La première qualité de l'ouvrage réalisé par Luc Ferry et Alain
Boissinot, ancien président du Conseil supérieur des programmes
scolaires, est de rompre avec une vision de l'Histoire qui suppose que
les conceptions éducatives ayant précédé le siècle des Lumières sont
par définition obscures ou primitives.
C'est même le contraire qui est vrai : les idées éducatives les plus «
révolutionnaires » ont parfois été marquées par le passé le plus
lointain, à savoir l'Antiquité grecque et romaine à qui
Saint-Just et Lepeletier de Saint-Fargeau faisaient-ils référence, en
1793, quand ils songeaient à refonder l'éducation ? Aux Romains dont
Rousseau était le zélateur !
Autre affirmation de ce livre : aucune époque historique n'est
parfaitement homogène et chacune a ses- contradictions. Par exemple
durant la Révolution française, Condorcet défend l'éducation des filles
tandis que certains émules de Rousseau considèrent que les femmes n'ont
pas besoin d'être scolarisées puisqu’elles ne sont pas vouées à devenir
citoyennes. Eh oui, l'histoire ne ressemble pas à l'image que, s'en
font les bateleurs d'estrade En retraçant l'histoire de l'école
de la Grèce de Platon à nos jours en Occident, Ferry et Boissinot
définissent quatre conceptions éducatives qui se sont succédé et
correspondent à des visions différentes de l'homme.
Le
premier est le « modèle aristocratique gréco-romain » dans le cadre
duquel l'école doit aider les enfants des élites à perfectionner leurs
qualités naturelles afin d'atteindre l'excellence, la fameuse «
Arété ( Courage et force devant l’adversité » ) chère à Aristote.
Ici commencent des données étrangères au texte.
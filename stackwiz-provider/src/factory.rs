//! Provider construction from credentials.

use std::sync::Arc;

use crate::error::Result;
use crate::providers::CloudflareProvider;
use crate::traits::DnsProvider;
use crate::types::ProviderCredentials;

/// Creates a [`DnsProvider`] instance from the given credentials.
///
/// The returned provider is wrapped in `Arc<dyn DnsProvider>` for sharing across async tasks.
///
/// # Examples
///
/// ```rust,no_run
/// use stackwiz_provider::{create_provider, ProviderCredentials};
///
/// let provider = create_provider(ProviderCredentials::Cloudflare {
///     api_token: "your-token".to_string(),
/// })?;
/// # Ok::<(), stackwiz_provider::ProviderError>(())
/// ```
pub fn create_provider(credentials: ProviderCredentials) -> Result<Arc<dyn DnsProvider>> {
    match credentials {
        ProviderCredentials::Cloudflare { api_token } => {
            Ok(Arc::new(CloudflareProvider::new(api_token)?))
        }
    }
}

#[cfg(test)]
mod tests {
    use super::*;

    #[test]
    fn creates_cloudflare_provider() {
        let provider = create_provider(ProviderCredentials::Cloudflare {
            api_token: "token".into(),
        })
        .unwrap();
        assert_eq!(provider.id(), "cloudflare");
    }
}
Les Grecs ont inventé la notion même d'Idéal et nous leur en sommes
redevables.
Un grand changement se produit aux débuts du Moyen Âge quand le
christianisme, à travers saint Augustin, dévalorise la nature de
l'enfant marquée par la faiblesse du péché originel et valorise l'idée
de travail, comme le faisait déjà saint Paul. L'Occident se couvre
d'écoles et de monastères, en particulier sous Charlemagne.
Nous
sommes au coeur de ce que Boissinot et Ferry appellent «l'école des
clercs ». La diffusion du savoir et l'éducation des enfants sont dans
les mains de l'Église. Plus tard, avec l'humanisme, dont les auteurs
situent les prémices à l'aube de la Renaissance, une troisième
conception de l'éducation se diffuse qui conçoit l'homme comme un être
indéfiniment perfectible. Nonobstant, il serait simpliste de séparer
ces époques qui se sont fécondées les unes les autres : « On hésite
aujourd'hui à opposer de façon radicale, comme on le faisait naguère,
la grande Renaissance aux tempe obscurs du Moyen Âge et l'on identifie
plus volontiers plusieurs "renaissances" en un processus qui se
prolonge par-delà le XVIe siècle», explique Boissinot qui insiste sur
les différentes pédagogies mises en œuvre à travers les âges.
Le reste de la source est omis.